SerializedDagNotFound: DAG not found in serialized_dag table
See original GitHub issueApache Airflow version
2.1.4 (latest released)
Operating System
Linux 5.4.149-73.259.amzn2.x86_64
Versions of Apache Airflow Providers
No response
Deployment
Other 3rd-party Helm chart
Deployment details
AWS EKS over own helm chart
What happened
We have an issue back from 2.0.x #13504 Each time scheduler is restarted it deletes all DAGS deom serialized_dag table and trying to serialize them again from the scratch. Afterwards scheduler pod become failed with error:
[2021-10-08 20:19:40,683] {kubernetes_executor.py:761} INFO - Shutting down Kubernetes executor
[2021-10-08 20:19:41,705] {process_utils.py:100} INFO - Sending Signals.SIGTERM to GPID 32
[2021-10-08 20:19:42,207] {process_utils.py:207} INFO - Waiting up to 5 seconds for processes to exit...
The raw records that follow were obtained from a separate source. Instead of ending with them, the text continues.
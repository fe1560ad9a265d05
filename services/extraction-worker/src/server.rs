//! HTTP endpoints for worker monitoring and the data-ready event intake.

use std::sync::Arc;

use axum::{
    extract::Extension,
    http::StatusCode,
    response::{IntoResponse, Json},
    routing::{get, post},
    Router,
};
use chrono::{DateTime, Utc};
use serde::{Deserialize, Serialize};
use tokio::sync::Mutex;
use tower_http::cors::{Any, CorsLayer};
use tracing::{error, info};

use extract_common::time::Reftime;
use scheduling::{evaluate_data_ready, DataReadyEvent};
use storage::queue::{JobQueue, PeriodicTransport};
use storage::records::{Records, RequestStats};

pub struct ServerState {
    pub records: Arc<Records>,
    pub transport: Arc<dyn PeriodicTransport>,
    pub queue: Arc<Mutex<JobQueue>>,
}

#[derive(Debug, Serialize)]
struct StatusResponse {
    service: String,
    requests: RequestStats,
    registered_schedules: usize,
    queue_depth: u64,
}

/// External "dataset became ready" notification.
#[derive(Debug, Deserialize)]
struct DataReadyPayload {
    dataset: String,
    run: String,
    at: Option<DateTime<Utc>>,
    reftime: Reftime,
}

#[derive(Debug, Serialize)]
struct DataReadyResponse {
    fired: usize,
}

pub fn create_router(state: Arc<ServerState>) -> Router {
    let cors = CorsLayer::new()
        .allow_origin(Any)
        .allow_methods(Any)
        .allow_headers(Any);

    Router::new()
        .route("/status", get(status_handler))
        .route("/data-ready", post(data_ready_handler))
        .route("/health", get(health_handler))
        .layer(cors)
        .layer(Extension(state))
}

/// GET /status - request counts and registered schedules
async fn status_handler(Extension(state): Extension<Arc<ServerState>>) -> impl IntoResponse {
    let requests = match state.records.request_stats().await {
        Ok(stats) => stats,
        Err(e) => {
            return (
                StatusCode::INTERNAL_SERVER_ERROR,
                Json(serde_json::json!({ "error": e.to_string() })),
            )
                .into_response();
        }
    };

    let registered_schedules = state
        .transport
        .list()
        .await
        .map(|entries| entries.len())
        .unwrap_or(0);

    let queue_depth = state.queue.lock().await.queue_depth().await.unwrap_or(0);

    Json(StatusResponse {
        service: "extraction-worker".to_string(),
        requests,
        registered_schedules,
        queue_depth,
    })
    .into_response()
}

/// POST /data-ready - evaluate an event against on-data-ready schedules
async fn data_ready_handler(
    Extension(state): Extension<Arc<ServerState>>,
    Json(payload): Json<DataReadyPayload>,
) -> impl IntoResponse {
    let event = DataReadyEvent {
        dataset: payload.dataset,
        run: payload.run,
        at: payload.at.unwrap_or_else(Utc::now),
        reftime: payload.reftime,
    };

    let jobs = match evaluate_data_ready(&event, &state.records).await {
        Ok(jobs) => jobs,
        Err(e) => {
            error!(error = %e, "Data-ready evaluation failed");
            return (
                StatusCode::INTERNAL_SERVER_ERROR,
                Json(serde_json::json!({ "error": e.to_string() })),
            )
                .into_response();
        }
    };

    let mut fired = 0;
    for job in jobs {
        match state.queue.lock().await.enqueue(&job).await {
            Ok(_) => fired += 1,
            Err(e) => error!(error = %e, "Failed to enqueue data-ready job"),
        }
    }

    info!(dataset = %event.dataset, run = %event.run, fired = fired, "Processed data-ready event");
    Json(DataReadyResponse { fired }).into_response()
}

/// GET /health - Health check endpoint
async fn health_handler() -> impl IntoResponse {
    Json(serde_json::json!({
        "status": "ok",
        "service": "extraction-worker"
    }))
}

/// Start the HTTP server.
pub async fn run_server(state: Arc<ServerState>, port: u16) -> anyhow::Result<()> {
    let app = create_router(state);
    let addr = std::net::SocketAddr::from(([0, 0, 0, 0], port));

    info!(port = port, "Starting worker status server");

    let listener = tokio::net::TcpListener::bind(addr).await?;
    axum::serve(listener, app).await?;

    Ok(())
}
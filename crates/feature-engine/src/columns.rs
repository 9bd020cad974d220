//! Column names shared across stages

pub const CUSTOMER_ID_SOURCE: &str = "customerID";
pub const CUSTOMER_ID: &str = "customer_id";
pub const TENURE: &str = "tenure";
pub const MONTHLY_CHARGES: &str = "MonthlyCharges";
pub const TOTAL_CHARGES: &str = "TotalCharges";
pub const PAYMENT_METHOD: &str = "PaymentMethod";
pub const CONTRACT: &str = "Contract";
pub const CHURN: &str = "Churn";

pub const TENURE_GROUP: &str = "tenure_group";
pub const CHARGES_PER_TENURE: &str = "charges_per_tenure";
pub const TOTAL_TO_MONTHLY_RATIO: &str = "total_to_monthly_ratio";
pub const AVG_MONTHLY_CHARGES: &str = "avg_monthly_charges";

pub const TOTAL_SERVICES: &str = "total_services";
pub const SERVICE_DENSITY: &str = "service_density";
pub const CUSTOMER_VALUE_SEGMENT: &str = "customer_value_segment";
pub const TENURE_STABILITY: &str = "tenure_stability";
pub const HIGH_RISK_PAYMENT: &str = "high_risk_payment";

pub const TENURE_MONTHLY_INTERACTION: &str = "tenure_monthly_interaction";
pub const TENURE_TOTAL_INTERACTION: &str = "tenure_total_interaction";
pub const SERVICES_CHARGES_INTERACTION: &str = "services_charges_interaction";
pub const CONTRACT_PAYMENT_INTERACTION: &str = "contract_payment_interaction";

pub const CREATED_TIMESTAMP: &str = "created_timestamp";
pub const UPDATED_TIMESTAMP: &str = "updated_timestamp";

/// Suffix marking label-encoded categorical columns
pub const ENCODED_SUFFIX: &str = "_encoded";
[2021-10-08 20:19:42,223] {process_utils.py:66} INFO - Process psutil.Process(pid=32, status='terminated', exitcode=0, started='20:19:40') (32) terminated with exit code 0
[2021-10-08 20:19:42,225] {process_utils.py:66} INFO - Process psutil.Process(pid=40, status='terminated', started='20:19:40') (40) terminated with exit code None
[2021-10-08 20:19:42,226] {process_utils.py:66} INFO - Process psutil.Process(pid=36, status='terminated', started='20:19:40') (36) terminated with exit code None
[2021-10-08 20:19:42,226] {scheduler_job.py:722} INFO - Exited execute loop
Traceback (most recent call last):
File "/home/airflow/.local/bin/airflow", line 8, in <module>
sys.exit(main())
File "/home/airflow/.local/lib/python3.9/site-packages/airflow/__main__.py", line 40, in main
args.func(args)
File "/home/airflow/.local/lib/python3.9/site-packages/airflow/cli/cli_parser.py", line 48, in command
return func(*args, **kwargs)
File "/home/airflow/.local/lib/python3.9/site-packages/airflow/utils/cli.py", line 92, in wrapper
return f(*args, **kwargs)
File "/home/airflow/.local/lib/python3.9/site-packages/airflow/cli/commands/scheduler_command.py", line 70, in scheduler
job.run()
File "/home/airflow/.local/lib/python3.9/site-packages/airflow/jobs/base_job.py", line 245, in run
self._execute()
File "/home/airflow/.local/lib/python3.9/site-packages/airflow/jobs/scheduler_job.py", line 695, in _execute
self._run_scheduler_loop()
File "/home/airflow/.local/lib/python3.9/site-packages/airflow/jobs/scheduler_job.py", line 788, in _run_scheduler_loop
num_queued_tis = self._do_scheduling(session)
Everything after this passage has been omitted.